WHAT YOU NEED TO DO
From the entries, filter out every line that lacks "derived" and copy the rest.

==== RECORDS SUPPLIED

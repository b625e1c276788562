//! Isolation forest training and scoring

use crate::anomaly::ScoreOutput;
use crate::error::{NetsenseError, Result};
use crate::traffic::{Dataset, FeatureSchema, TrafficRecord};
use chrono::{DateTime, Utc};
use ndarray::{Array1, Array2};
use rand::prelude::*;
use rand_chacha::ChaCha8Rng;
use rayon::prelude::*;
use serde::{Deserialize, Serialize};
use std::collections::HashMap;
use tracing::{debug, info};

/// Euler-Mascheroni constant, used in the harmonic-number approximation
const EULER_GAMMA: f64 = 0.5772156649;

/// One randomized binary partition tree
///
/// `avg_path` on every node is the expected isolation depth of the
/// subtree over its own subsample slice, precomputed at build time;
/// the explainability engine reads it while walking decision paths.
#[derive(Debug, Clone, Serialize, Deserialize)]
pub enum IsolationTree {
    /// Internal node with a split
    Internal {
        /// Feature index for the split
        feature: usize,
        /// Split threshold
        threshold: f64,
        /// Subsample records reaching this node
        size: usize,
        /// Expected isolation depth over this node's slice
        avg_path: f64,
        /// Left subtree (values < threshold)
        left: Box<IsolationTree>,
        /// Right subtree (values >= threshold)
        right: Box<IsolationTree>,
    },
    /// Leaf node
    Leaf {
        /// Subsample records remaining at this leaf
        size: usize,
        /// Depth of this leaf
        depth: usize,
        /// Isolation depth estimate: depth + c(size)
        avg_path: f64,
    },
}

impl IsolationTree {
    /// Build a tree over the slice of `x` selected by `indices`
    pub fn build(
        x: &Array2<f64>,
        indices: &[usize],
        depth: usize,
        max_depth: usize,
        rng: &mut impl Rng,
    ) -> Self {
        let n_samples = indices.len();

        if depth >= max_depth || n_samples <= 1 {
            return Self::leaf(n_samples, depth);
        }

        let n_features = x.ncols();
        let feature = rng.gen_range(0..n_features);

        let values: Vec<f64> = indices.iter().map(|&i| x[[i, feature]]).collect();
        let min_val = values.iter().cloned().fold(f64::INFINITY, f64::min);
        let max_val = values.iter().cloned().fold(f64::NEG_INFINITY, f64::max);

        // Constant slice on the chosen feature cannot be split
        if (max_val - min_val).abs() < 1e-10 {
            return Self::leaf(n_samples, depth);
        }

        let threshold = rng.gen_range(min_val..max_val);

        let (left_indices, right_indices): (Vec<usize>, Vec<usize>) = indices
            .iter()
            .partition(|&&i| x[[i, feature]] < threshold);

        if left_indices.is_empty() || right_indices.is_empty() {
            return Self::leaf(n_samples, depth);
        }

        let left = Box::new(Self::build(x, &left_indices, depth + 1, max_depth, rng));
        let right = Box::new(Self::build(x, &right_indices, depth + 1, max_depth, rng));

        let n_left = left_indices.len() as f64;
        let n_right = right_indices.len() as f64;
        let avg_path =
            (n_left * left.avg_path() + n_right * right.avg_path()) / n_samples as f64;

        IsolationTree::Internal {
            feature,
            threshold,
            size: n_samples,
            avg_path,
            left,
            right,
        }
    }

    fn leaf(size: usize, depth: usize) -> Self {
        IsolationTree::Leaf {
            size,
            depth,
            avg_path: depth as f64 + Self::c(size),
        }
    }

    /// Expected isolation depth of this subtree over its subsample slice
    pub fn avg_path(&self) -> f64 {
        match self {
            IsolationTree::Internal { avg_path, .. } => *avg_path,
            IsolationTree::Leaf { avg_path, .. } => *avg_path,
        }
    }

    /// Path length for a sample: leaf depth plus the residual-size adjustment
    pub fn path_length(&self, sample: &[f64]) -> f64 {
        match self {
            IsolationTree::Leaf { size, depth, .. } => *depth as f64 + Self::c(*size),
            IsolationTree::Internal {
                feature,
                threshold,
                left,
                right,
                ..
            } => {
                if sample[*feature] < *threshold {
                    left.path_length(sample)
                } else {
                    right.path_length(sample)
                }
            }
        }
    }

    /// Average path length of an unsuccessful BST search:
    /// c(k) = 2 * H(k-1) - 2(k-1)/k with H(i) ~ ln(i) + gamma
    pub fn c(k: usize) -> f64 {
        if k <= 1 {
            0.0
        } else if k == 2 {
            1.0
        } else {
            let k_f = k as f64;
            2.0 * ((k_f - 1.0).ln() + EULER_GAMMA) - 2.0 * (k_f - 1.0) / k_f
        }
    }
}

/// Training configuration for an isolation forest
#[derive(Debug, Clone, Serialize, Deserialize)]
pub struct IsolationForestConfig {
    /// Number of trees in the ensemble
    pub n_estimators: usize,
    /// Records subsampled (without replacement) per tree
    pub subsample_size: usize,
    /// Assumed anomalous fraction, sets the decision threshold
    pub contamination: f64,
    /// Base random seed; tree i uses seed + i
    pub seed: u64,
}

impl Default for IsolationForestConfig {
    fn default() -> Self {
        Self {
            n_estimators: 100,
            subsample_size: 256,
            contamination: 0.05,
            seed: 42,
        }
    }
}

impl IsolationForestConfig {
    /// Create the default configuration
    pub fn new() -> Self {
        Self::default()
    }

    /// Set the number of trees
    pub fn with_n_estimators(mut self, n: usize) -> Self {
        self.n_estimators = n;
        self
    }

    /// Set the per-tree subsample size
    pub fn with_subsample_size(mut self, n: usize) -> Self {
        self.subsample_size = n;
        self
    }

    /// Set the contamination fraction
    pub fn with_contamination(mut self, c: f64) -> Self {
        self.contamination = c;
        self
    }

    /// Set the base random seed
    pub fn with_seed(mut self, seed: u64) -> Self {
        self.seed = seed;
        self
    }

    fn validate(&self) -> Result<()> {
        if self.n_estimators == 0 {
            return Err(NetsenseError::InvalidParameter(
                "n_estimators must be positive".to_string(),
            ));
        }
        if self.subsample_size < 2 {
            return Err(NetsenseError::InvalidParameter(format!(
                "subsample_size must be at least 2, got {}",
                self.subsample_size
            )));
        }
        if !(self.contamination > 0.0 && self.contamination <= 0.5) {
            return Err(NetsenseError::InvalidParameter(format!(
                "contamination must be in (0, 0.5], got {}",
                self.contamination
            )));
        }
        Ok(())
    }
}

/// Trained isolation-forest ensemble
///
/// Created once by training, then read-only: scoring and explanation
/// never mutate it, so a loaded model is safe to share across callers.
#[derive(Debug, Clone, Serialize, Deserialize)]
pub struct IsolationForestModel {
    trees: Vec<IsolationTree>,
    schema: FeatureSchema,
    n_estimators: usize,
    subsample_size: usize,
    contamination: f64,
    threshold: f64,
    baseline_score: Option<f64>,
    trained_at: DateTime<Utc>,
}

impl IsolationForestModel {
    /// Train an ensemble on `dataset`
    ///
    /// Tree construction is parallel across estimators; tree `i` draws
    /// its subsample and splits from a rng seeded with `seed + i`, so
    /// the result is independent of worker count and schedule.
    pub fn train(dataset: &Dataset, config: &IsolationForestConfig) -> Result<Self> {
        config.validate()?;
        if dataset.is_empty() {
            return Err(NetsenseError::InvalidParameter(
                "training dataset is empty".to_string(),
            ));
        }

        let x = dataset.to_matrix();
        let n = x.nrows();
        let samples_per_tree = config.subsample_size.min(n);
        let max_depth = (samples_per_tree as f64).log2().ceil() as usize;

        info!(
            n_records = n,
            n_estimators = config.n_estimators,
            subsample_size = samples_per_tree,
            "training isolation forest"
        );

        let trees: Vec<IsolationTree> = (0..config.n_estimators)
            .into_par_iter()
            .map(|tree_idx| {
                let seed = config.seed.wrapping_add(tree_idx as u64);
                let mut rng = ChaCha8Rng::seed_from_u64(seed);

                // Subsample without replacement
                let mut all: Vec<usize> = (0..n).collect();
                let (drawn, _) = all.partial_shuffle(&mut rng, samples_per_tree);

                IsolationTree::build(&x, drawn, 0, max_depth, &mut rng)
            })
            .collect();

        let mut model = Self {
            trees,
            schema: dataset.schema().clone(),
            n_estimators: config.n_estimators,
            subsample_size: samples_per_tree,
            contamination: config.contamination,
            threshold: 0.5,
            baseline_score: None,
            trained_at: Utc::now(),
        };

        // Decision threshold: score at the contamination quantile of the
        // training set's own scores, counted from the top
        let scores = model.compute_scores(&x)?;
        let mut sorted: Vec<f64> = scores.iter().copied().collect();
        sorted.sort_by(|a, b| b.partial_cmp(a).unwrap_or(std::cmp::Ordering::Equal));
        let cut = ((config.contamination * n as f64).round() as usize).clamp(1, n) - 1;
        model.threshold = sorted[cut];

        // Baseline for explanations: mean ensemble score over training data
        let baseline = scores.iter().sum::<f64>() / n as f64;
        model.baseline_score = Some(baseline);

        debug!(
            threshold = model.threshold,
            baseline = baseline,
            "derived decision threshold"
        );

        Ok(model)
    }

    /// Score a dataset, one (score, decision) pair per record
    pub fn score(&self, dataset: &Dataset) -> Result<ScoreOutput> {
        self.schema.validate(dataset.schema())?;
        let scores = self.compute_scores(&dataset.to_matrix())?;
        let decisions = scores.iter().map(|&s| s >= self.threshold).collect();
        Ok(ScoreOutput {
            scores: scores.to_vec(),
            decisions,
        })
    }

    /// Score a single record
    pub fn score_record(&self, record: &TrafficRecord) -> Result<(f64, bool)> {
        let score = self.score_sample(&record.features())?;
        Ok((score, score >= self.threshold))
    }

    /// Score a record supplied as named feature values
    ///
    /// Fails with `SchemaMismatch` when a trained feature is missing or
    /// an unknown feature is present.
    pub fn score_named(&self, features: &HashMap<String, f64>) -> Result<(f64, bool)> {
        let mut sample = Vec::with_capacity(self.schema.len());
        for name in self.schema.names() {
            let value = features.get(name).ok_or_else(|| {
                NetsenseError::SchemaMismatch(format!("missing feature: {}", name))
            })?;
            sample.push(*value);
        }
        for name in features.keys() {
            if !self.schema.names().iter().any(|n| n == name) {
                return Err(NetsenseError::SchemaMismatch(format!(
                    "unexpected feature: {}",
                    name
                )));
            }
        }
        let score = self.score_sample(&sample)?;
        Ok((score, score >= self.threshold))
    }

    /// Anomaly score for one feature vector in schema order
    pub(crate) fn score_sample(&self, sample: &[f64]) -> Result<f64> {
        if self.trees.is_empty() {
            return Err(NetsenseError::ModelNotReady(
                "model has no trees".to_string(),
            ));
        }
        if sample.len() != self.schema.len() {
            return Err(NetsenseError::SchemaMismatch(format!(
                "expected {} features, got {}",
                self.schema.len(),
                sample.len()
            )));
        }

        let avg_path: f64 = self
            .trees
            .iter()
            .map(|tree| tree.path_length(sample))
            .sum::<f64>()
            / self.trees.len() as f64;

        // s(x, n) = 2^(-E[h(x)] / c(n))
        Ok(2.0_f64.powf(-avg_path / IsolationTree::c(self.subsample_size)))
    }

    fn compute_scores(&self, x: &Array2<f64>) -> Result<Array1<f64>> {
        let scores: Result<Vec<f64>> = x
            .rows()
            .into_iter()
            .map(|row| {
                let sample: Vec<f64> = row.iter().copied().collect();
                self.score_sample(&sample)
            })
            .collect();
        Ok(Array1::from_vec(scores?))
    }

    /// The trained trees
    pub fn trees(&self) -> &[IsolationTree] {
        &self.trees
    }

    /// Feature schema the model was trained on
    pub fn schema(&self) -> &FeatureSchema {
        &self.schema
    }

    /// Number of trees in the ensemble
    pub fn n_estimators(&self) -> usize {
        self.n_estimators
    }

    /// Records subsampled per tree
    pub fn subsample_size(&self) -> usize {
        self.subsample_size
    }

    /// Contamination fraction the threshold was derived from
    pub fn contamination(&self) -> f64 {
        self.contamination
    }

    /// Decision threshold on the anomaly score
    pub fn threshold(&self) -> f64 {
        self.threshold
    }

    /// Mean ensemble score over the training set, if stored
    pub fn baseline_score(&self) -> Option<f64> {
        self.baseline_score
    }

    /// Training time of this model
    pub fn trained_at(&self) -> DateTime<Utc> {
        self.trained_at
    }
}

========

YOUR RESPONSE
            "derived decision threshold"
    /// Contamination fraction the threshold was derived from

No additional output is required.